- _Records for this exercise_:
use chrono::{DateTime, Utc};
use parkir_shared::sync::Correlated;
use serde::{Deserialize, Serialize};
use uuid::Uuid;

/// A conversation between a seeker and the owner of one lot.
#[derive(Debug, Clone, Serialize, Deserialize, PartialEq)]
pub struct Room {
    pub id: Uuid,
    pub parking_id: Uuid,
    pub seeker_id: Uuid,
    pub owner_id: Uuid,
    pub last_message: Option<String>,
    pub last_seq: u64,
    pub created_at: DateTime<Utc>,
    pub updated_at: DateTime<Utc>,
}

impl Room {
    pub fn new(parking_id: Uuid, seeker_id: Uuid, owner_id: Uuid) -> Self {
        let now = Utc::now();
        Self {
            id: Uuid::new_v4(),
            parking_id,
            seeker_id,
            owner_id,
            last_message: None,
            last_seq: 0,
            created_at: now,
            updated_at: now,
        }
    }

    pub fn has_participant(&self, account_id: Uuid) -> bool {
        self.seeker_id == account_id || self.owner_id == account_id
    }

    pub fn participants(&self) -> [Uuid; 2] {
        [self.seeker_id, self.owner_id]
    }
}

#[derive(Debug, Clone, Serialize, Deserialize, PartialEq)]
pub struct Message {
    pub id: Uuid,
    pub room_id: Uuid,
    pub sender_id: Uuid,
    pub seq: u64,
    pub content: String,
    /// Correlation id echoed back so the sender can retire its optimistic copy.
    pub client_message_id: Option<String>,
    pub created_at: DateTime<Utc>,
}

impl Correlated for Message {
    fn entry_id(&self) -> Uuid {
        self.id
    }

    fn correlation_id(&self) -> Option<&str> {
        self.client_message_id.as_deref()
    }
}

- _Work request_: Repeat the data verbatim, line after line, leaving nothing out.

- _Task response_:
use chrono::{DateTime, Utc};
use parkir_shared::sync::Correlated;
use serde::{Deserialize, Serialize};
use uuid::Uuid;

/// A conversation between a seeker and the owner of one lot.
#[derive(Debug, Clone, Serialize, Deserialize, PartialEq)]
pub struct Room {
    pub id: Uuid,
    pub parking_id: Uuid,
    pub seeker_id: Uuid,
    pub owner_id: Uuid,
    pub last_message: Option<String>,
    pub last_seq: u64,
    pub created_at: DateTime<Utc>,
    pub updated_at: DateTime<Utc>,
}

impl Room {
    pub fn new(parking_id: Uuid, seeker_id: Uuid, owner_id: Uuid) -> Self {
        let now = Utc::now();
        Self {
            id: Uuid::new_v4(),
            parking_id,
            seeker_id,
            owner_id,
            last_message: None,
            last_seq: 0,
            created_at: now,
            updated_at: now,
        }
    }

    pub fn has_participant(&self, account_id: Uuid) -> bool {
        self.seeker_id == account_id || self.owner_id == account_id
    }

    pub fn participants(&self) -> [Uuid; 2] {
        [self.seeker_id, self.owner_id]
    }
}

#[derive(Debug, Clone, Serialize, Deserialize, PartialEq)]
pub struct Message {
    pub id: Uuid,
    pub room_id: Uuid,
    pub sender_id: Uuid,
    pub seq: u64,
    pub content: String,
    /// Correlation id echoed back so the sender can retire its optimistic copy.
    pub client_message_id: Option<String>,
    pub created_at: DateTime<Utc>,
}

impl Correlated for Message {
    fn entry_id(&self) -> Uuid {
        self.id
    }

    fn correlation_id(&self) -> Option<&str> {
        self.client_message_id.as_deref()
    }
}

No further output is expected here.